L’EREDITÀ COLONIALE
Il dibattito sull’immigrazione soffre di alcune amnesie. Il colonialismo, per esempio, è stato un fenomeno di conquista e sangue — i valori della nostra civiltà? — che nei secoli ha determinato un’espansione senza precedenti in tutti i continenti. L’eredità coloniale è una trama fitta e articolata, un dispositivo che ha generato la globalizzazione e le intarsiature delle società coeve. Il moto coloniale è stato così ossessivo (e mortale) che la storia di molti popoli è stata inghiottita nel gorgo più ampio della Storia occidentale diventandone un frammento di passato o persino nulla. Lo storico indiano Ranajit Guha, fondatore del collettivo dei Subaltern Studies, ha scritto: «Mondo e storia: si potrebbe pensare che insieme costituiscano uno spazio sufficientemente ampio da comprendere tutte le storiografie. Ma non è stato così: interi continenti e le loro popolazioni sono sempre stati esclusi dalla storia».

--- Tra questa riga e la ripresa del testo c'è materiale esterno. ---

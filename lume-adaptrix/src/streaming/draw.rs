use bytemuck::{Pod, Zeroable};
use lume_core::{Buffer, BufferDescriptor, BufferUsage, Device, LumeResult};

/// Indexed indirect draw arguments, laid out as the GPU consumes them.
#[repr(C)]
#[derive(Copy, Clone, Debug, Default, PartialEq, Eq, Pod, Zeroable)]
pub struct IndirectDrawIndexedArgs {
    pub index_count_per_instance: u32,
    pub instance_count: u32,
    pub start_index: u32,
    pub base_vertex_index: u32,
    pub start_instance: u32,
}

/// Per-material and shadow draw arguments over the compacted index buffer.
/// The culling pass fills in the index counts.
pub struct DrawResources<D: Device> {
    pub draw_args: D::Buffer,
    pub shadow_draw_args: D::Buffer,
    /// One opaque region plus one per shadow cascade, each `index_stride * loadable_pages` long.
    pub compacted_indices: D::Buffer,
    pub material_count: usize,
    pub cascade_count: u32,
    region_indices: u32,
}

fn args_buffer<D: Device>(device: &D, args: &[IndirectDrawIndexedArgs]) -> LumeResult<D::Buffer> {
    let buffer = device.create_buffer(BufferDescriptor {
        size: (args.len().max(1) * std::mem::size_of::<IndirectDrawIndexedArgs>()) as u64,
        usage: BufferUsage::INDIRECT | BufferUsage::STORAGE | BufferUsage::COPY_DST,
        mapped_at_creation: true,
    })?;
    buffer.write_data(0, bytemuck::cast_slice(args))?;
    Ok(buffer)
}

impl<D: Device> DrawResources<D> {
    pub fn new(device: &D, material_count: usize, index_stride: u32, loadable_pages: u32, cascade_count: u32) -> LumeResult<Self> {
        let draw_args = args_buffer(
            device,
            &vec![IndirectDrawIndexedArgs { instance_count: 1, ..Default::default() }; material_count],
        )?;
        let region_indices = index_stride * loadable_pages;
        let (compacted_indices, shadow_draw_args) = Self::shadow_buffers(device, region_indices, cascade_count)?;
        Ok(Self {
            draw_args,
            shadow_draw_args,
            compacted_indices,
            material_count,
            cascade_count,
            region_indices,
        })
    }

    fn shadow_buffers(device: &D, region_indices: u32, cascade_count: u32) -> LumeResult<(D::Buffer, D::Buffer)> {
        let compacted = device.create_buffer(BufferDescriptor {
            size: ((cascade_count as u64 + 1) * region_indices as u64).max(1) * 4,
            usage: BufferUsage::INDEX | BufferUsage::STORAGE,
            mapped_at_creation: false,
        })?;
        let args: Vec<IndirectDrawIndexedArgs> = (0..cascade_count)
            .map(|c| IndirectDrawIndexedArgs {
                instance_count: 1,
                start_index: (c + 1) * region_indices,
                ..Default::default()
            })
            .collect();
        Ok((compacted, args_buffer(device, &args)?))
    }

    /// Reallocates the compacted index buffer and shadow args for a new cascade count.
    pub fn set_cascade_count(&mut self, device: &D, cascade_count: u32) -> LumeResult<()> {
        if cascade_count == self.cascade_count {
            return Ok(());
        }
        let (compacted, args) = Self::shadow_buffers(device, self.region_indices, cascade_count)?;
        self.compacted_indices = compacted;
        self.shadow_draw_args = args;
        self.cascade_count = cascade_count;
        Ok(())
    }

    /// Byte offset of a material's args in `draw_args`.
    pub fn args_offset(material: usize) -> u64 {
        (material * std::mem::size_of::<IndirectDrawIndexedArgs>()) as u64
    }
}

Di colonialismo si è sempre parlato poco in Occidente. L’«altro» ha vissuto nel limbo della rappresentazione. Dipesh Chakrabarty, un altro storico indiano del filone di ricerca postcoloniale, affermava che per quanto riguarda «la storia come discorso prodotto all’interno del contesto istituzionale dell’università, l’Europa rimane il soggetto teorico sovrano di tutte le storie, incluse quelle che chiamiamo “indiana”, “cinese”, “keniota” e così via. Tutte le altre storie diventano variazione di una narrazione principale che può essere definita “storia dell’Europa”».
Il colonialismo è stato uno dei fattori alla base dell’interdipendenza che lega mondi un tempo lontani. Ancora oggi, malgrado il periodo di stallo, l’influenza politica dei Paesi occidentali sugli altri continenti è enorme e lo osserviamo nella quotidianità dei dispacci. È come una rete a strascico che cerca di tirare tutto a sé, migranti compresi.
Nel dibattito pubblico locale, nazionale e europeo sull’immigrazione fa specie che non ci sia mai un’assunzione di responsabilità verso l’esperienza coloniale. È stata un’ipoteca su generazioni di persone, alcune delle quali hanno pensato nei momenti di difficoltà di raggiungere i lidi degli ex dominatori. È l’esito delle interdipendenze create. Disquisire di «nostra società» o di parametri di accesso alle comunità rischia di essere solo un riflesso di un senso di superiorità ingiustificato. «Al tempo vuoto e omogeneo del capitale», come scrive Partha Chatterjee, è preferibile il «tempo eterogeneo e pieno» delle tanti voci che cercano ora una collocazione nella storia e in una società plurale.